Österreich ist dabei seit dem Fall des Eisernen Vorhangs zu einer der Hauptdurchgangsrouten wie zu einem wichtigen Zielgebiet für die Schlepperbanden geworden. Nach Schätzungen der Polizei arbeiten hierzulande 10.000 Prostituierte illegal. Das Geschäft boomt nach letzten Berechnungen wie nie zuvor. 700 Millionen Euro werden dabei umgesetzt, nach einer Studie des Europarates sind die Profite der Zuhälter um 400 Prozent gestiegen.
Die EU versucht seit längerem, dem Problem auf Gemeinschaftsebene zu Leibe zu rücken: So hat die Kommission im Dezember 2000 einen Entwurf zur Bekämpfung des Menschenhandels vorgelegt, die EU-Innen- und Justizminister einigten sich im September 2001 auf einen entsprechenden Rahmenbeschluss. Der sieht enge rechtliche und polizeiliche Zusammenarbeit und einen einheitlichen Strafrahmen in allen EU-Ländern vor.

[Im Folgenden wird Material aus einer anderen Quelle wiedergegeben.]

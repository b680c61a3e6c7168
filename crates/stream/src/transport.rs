use std::time::Duration;

use crate::error::TransportError;

#[derive(Debug, Clone, Copy, PartialEq, Eq)]
pub enum ConnectionState {
    Connecting,
    Open,
    Closing,
    Closed,
}

/// Message-oriented connection driven by a single polling thread.
///
/// Implementations are not required to be thread-safe beyond `Send`: the
/// producer moves its transport into the polling thread and is the only one
/// that ever touches it.
pub trait Transport: Send {
    fn state(&self) -> ConnectionState;

    /// Performs at most one round of I/O lasting no longer than `timeout`,
    /// buffering any messages that arrive.
    fn poll(&mut self, timeout: Duration) -> Result<(), TransportError>;

    /// Hands every message buffered by [`poll`](Self::poll) to `on_message`,
    /// once each, in arrival order.
    fn dispatch(&mut self, on_message: &mut dyn FnMut(String));

    fn send(&mut self, message: &str) -> Result<(), TransportError>;

    /// Starts the close handshake and drains whatever is left on the wire.
    fn close(&mut self);
}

Opferschutz vernachlässigt
Erfolg stellte sich bisher kaum ein: Die EU-Regelung ist zwar verbindlich, überlässt die Umsetzung aber den Mitgliedsländern. Was zu sehr uneinheitlichen Maßnahmen führt. Darüber hinaus besteht der Straftatbestand Menschenhandel in vielen Ländern gar nicht.
Eine weitere Schwierigkeit bei der Bekämpfung des Frauenhandels besteht darin, dass die Straftaten selten angezeigt werden. Viele Frauen, die in Europas Bordellen von der Polizei aufgegriffen werden, schweigen aus Furcht vor ihren Peinigern oder der drohenden Abschiebung. Als Reaktion darauf entstand im Rahmen des "Daphne"-Programms der EU die Aktion zu "Schutz, Beratung und Betreuung von Gewaltopfern und Opferzeuginnen bei Menschenhandel". Deutschland hat bereits ein ambitioniertes Zeuginnen-Schutzprogramm eingeführt.
Die Organisation für Sicherheit und Zusammenarbeit in Europa (OSZE) hat vergangene Woche in Wien einen Aktionsplan beschlossen, der in die gleiche Richtung weist: So werden die 55 Mitgliedsländer aufgefordert, den Opfern von Schlepperbanden einen leichteren Zugang zu Asylanträgen zu ermöglichen. Darüber hinaus empfiehlt die OSZE den Zielländern der Schlepper die Öffnung ihres Arbeitsmarktes, um den Mitgrantinnen Möglichkeiten für legale Beschäftigung zu geben. An die Herkunftsländer wird appelliert, vor allem jungen Frauen und Minderheiten bessere Bildungs- und Berufschancen zu eröffnen.